■ **What is needed**: Look through the data below and return each line where "ServiceMode" appears.

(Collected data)
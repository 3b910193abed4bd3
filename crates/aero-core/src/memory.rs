//! In-memory collaborator implementations for tests and local runs.

use crate::cargo::CargoSettings;
use crate::error::{BookingError, BookingResult};
use crate::flight::{
    CabinOffer, Flight, PassengerTicket, PnrRequest, PnrResponse, SearchCriteria, SearchResults,
    ServiceMode, TicketIssuance,
};
use crate::gateway::{PaymentGateway, SettingsProvider, TicketingGateway};
use crate::money::Currency;
use crate::payment::{PaymentIntent, PaymentRequest, PaymentStatus, WebhookPayload};
use async_trait::async_trait;
use chrono::{Duration, NaiveDate, Utc};
use std::collections::HashMap;
use std::sync::{Arc, Mutex, MutexGuard};

fn lock<T>(mutex: &Mutex<T>) -> MutexGuard<'_, T> {
    mutex.lock().unwrap_or_else(|poisoned| poisoned.into_inner())
}

/// A flight offer with the economy fare set to `price`
pub fn sample_flight(id: &str, origin: &str, destination: &str, date: NaiveDate, price: f64) -> Flight {
    let departure = date
        .and_hms_opt(8, 30, 0)
        .unwrap_or_default()
        .and_utc();
    Flight {
        id: id.to_string(),
        flight_number: format!("AE{}", id.to_ascii_uppercase()),
        origin: origin.to_string(),
        destination: destination.to_string(),
        departure_time: departure,
        arrival_time: departure + Duration::minutes(150),
        duration_minutes: 150,
        aircraft: "ATR 72-600".to_string(),
        economy: CabinOffer {
            price,
            seats_available: 40,
        },
        business: CabinOffer {
            price: price * 2.5,
            seats_available: 6,
        },
        baggage_allowance_kg: 20,
        services: vec!["meal".to_string()],
        currency: Currency::USD,
        search_key: format!("sk-{}", id),
        class_key: format!("ck-{}", id),
    }
}

#[derive(Debug, Default)]
struct TicketingState {
    outbound: Vec<Flight>,
    inbound: Vec<Flight>,
    fail_search: bool,
    fail_pnr: bool,
    reject_tickets: bool,
    search_calls: u32,
    last_criteria: Option<SearchCriteria>,
    last_pnr: Option<PnrRequest>,
    next_code: u32,
}

/// Ticketing provider double with canned flights and failure switches
#[derive(Debug, Clone, Default)]
pub struct InMemoryTicketingGateway {
    state: Arc<Mutex<TicketingState>>,
}

impl InMemoryTicketingGateway {
    pub fn new(outbound: Vec<Flight>, inbound: Vec<Flight>) -> Self {
        let gateway = Self::default();
        {
            let mut state = lock(&gateway.state);
            state.outbound = outbound;
            state.inbound = inbound;
        }
        gateway
    }

    pub fn set_fail_search(&self, fail: bool) {
        lock(&self.state).fail_search = fail;
    }

    pub fn set_fail_pnr(&self, fail: bool) {
        lock(&self.state).fail_pnr = fail;
    }

    /// Ticket issuance answers `success: false`
    pub fn set_reject_tickets(&self, reject: bool) {
        lock(&self.state).reject_tickets = reject;
    }

    pub fn search_calls(&self) -> u32 {
        lock(&self.state).search_calls
    }

    pub fn last_criteria(&self) -> Option<SearchCriteria> {
        lock(&self.state).last_criteria.clone()
    }

    pub fn last_pnr(&self) -> Option<PnrRequest> {
        lock(&self.state).last_pnr.clone()
    }
}

#[async_trait]
impl TicketingGateway for InMemoryTicketingGateway {
    async fn search(&self, criteria: &SearchCriteria) -> BookingResult<SearchResults> {
        let mut state = lock(&self.state);
        state.search_calls += 1;
        state.last_criteria = Some(criteria.clone());
        if state.fail_search {
            return Err(BookingError::Network("search unavailable".to_string()));
        }
        Ok(SearchResults {
            outbound_flights: state.outbound.clone(),
            return_flights: if criteria.is_return() {
                state.inbound.clone()
            } else {
                Vec::new()
            },
            mode: ServiceMode::Live,
        })
    }

    async fn generate_pnr(&self, request: &PnrRequest) -> BookingResult<PnrResponse> {
        let mut state = lock(&self.state);
        if state.fail_pnr {
            return Err(BookingError::gateway("memory", Some(500), "PNR generation failed"));
        }
        state.next_code += 1;
        state.last_pnr = Some(request.clone());

        let priced: f64 = request
            .flights
            .iter()
            .filter_map(|key| {
                state
                    .outbound
                    .iter()
                    .chain(state.inbound.iter())
                    .find(|f| f.search_key == key.search_key)
            })
            .map(|f| f.economy.price)
            .sum();
        let travellers = request.passengers.adult.len() + request.passengers.child.len();

        Ok(PnrResponse {
            booking_code: format!("PNR{:03}", state.next_code),
            status: "HK".to_string(),
            total_amount: priced * travellers as f64,
        })
    }

    async fn issue_ticket(&self, booking_code: &str) -> BookingResult<TicketIssuance> {
        let state = lock(&self.state);
        if state.reject_tickets {
            return Ok(TicketIssuance {
                success: false,
                passengers: Vec::new(),
            });
        }
        let passengers = state
            .last_pnr
            .iter()
            .flat_map(|pnr| {
                pnr.passengers
                    .adult
                    .iter()
                    .chain(&pnr.passengers.child)
                    .chain(&pnr.passengers.infant)
            })
            .enumerate()
            .map(|(i, p)| PassengerTicket {
                name: format!("{} {}", p.first_name, p.last_name),
                ticket_number: format!("{}-{:02}", booking_code, i + 1),
            })
            .collect();
        Ok(TicketIssuance {
            success: true,
            passengers,
        })
    }

    fn provider_name(&self) -> &'static str {
        "memory"
    }
}

#[derive(Debug, Default)]
struct PaymentState {
    intents: HashMap<String, PaymentIntent>,
    fail_on_create: bool,
    next_id: u32,
}

/// Payment provider double; intents stay pending until `set_status`
#[derive(Debug, Clone, Default)]
pub struct InMemoryPaymentGateway {
    state: Arc<Mutex<PaymentState>>,
}

impl InMemoryPaymentGateway {
    pub fn new() -> Self {
        Self::default()
    }

    pub fn set_fail_on_create(&self, fail: bool) {
        lock(&self.state).fail_on_create = fail;
    }

    pub fn set_status(&self, payment_id: &str, status: PaymentStatus) {
        if let Some(intent) = lock(&self.state).intents.get_mut(payment_id) {
            intent.status = status;
        }
    }

    pub fn payment_count(&self) -> usize {
        lock(&self.state).intents.len()
    }
}

#[async_trait]
impl PaymentGateway for InMemoryPaymentGateway {
    async fn create_payment(&self, request: &PaymentRequest) -> BookingResult<PaymentIntent> {
        if request.amount.amount <= 0 {
            return Err(BookingError::Validation(
                "Payment amount must be greater than zero".to_string(),
            ));
        }
        let mut state = lock(&self.state);
        if state.fail_on_create {
            return Err(BookingError::Payment {
                reason: "Payment declined".to_string(),
            });
        }
        state.next_id += 1;
        let intent = PaymentIntent {
            id: format!("PAY-{:04}", state.next_id),
            reference: request.reference.clone(),
            amount: request.amount,
            payer: request.payer.clone(),
            status: PaymentStatus::Pending,
            checkout_url: Some(format!("https://pay.example.test/{}", request.reference)),
            simulated: false,
            created_at: Utc::now(),
        };
        state.intents.insert(intent.id.clone(), intent.clone());
        Ok(intent)
    }

    async fn payment_status(&self, payment_id: &str) -> BookingResult<PaymentStatus> {
        lock(&self.state)
            .intents
            .get(payment_id)
            .map(|intent| intent.status)
            .ok_or_else(|| BookingError::gateway("memory", Some(404), format!("Unknown payment {}", payment_id)))
    }

    /// Accepts any JSON payload; signatures are not checked
    fn verify_webhook(&self, payload: &[u8], _signature: Option<&str>) -> BookingResult<WebhookPayload> {
        serde_json::from_slice(payload).map_err(|e| BookingError::WebhookParse(e.to_string()))
    }

    fn provider_name(&self) -> &'static str {
        "memory"
    }
}

/// Settings store double
#[derive(Debug, Clone, Default)]
pub struct InMemorySettingsProvider {
    settings: Arc<Mutex<Option<CargoSettings>>>,
    loads: Arc<Mutex<u32>>,
}

impl InMemorySettingsProvider {
    pub fn new(settings: CargoSettings) -> Self {
        Self {
            settings: Arc::new(Mutex::new(Some(settings))),
            loads: Arc::default(),
        }
    }

    /// A store that always fails to load
    pub fn unavailable() -> Self {
        Self::default()
    }

    pub fn set(&self, settings: Option<CargoSettings>) {
        *lock(&self.settings) = settings;
    }

    /// Number of `load` calls so far
    pub fn loads(&self) -> u32 {
        *lock(&self.loads)
    }
}

#[async_trait]
impl SettingsProvider for InMemorySettingsProvider {
    async fn load(&self) -> BookingResult<CargoSettings> {
        *lock(&self.loads) += 1;
        lock(&self.settings)
            .clone()
            .ok_or_else(|| BookingError::Network("settings store unavailable".to_string()))
    }

    fn provider_name(&self) -> &'static str {
        "memory"
    }
}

■ **Response area**:
    ServiceMode, TicketIssuance,
            mode: ServiceMode::Live,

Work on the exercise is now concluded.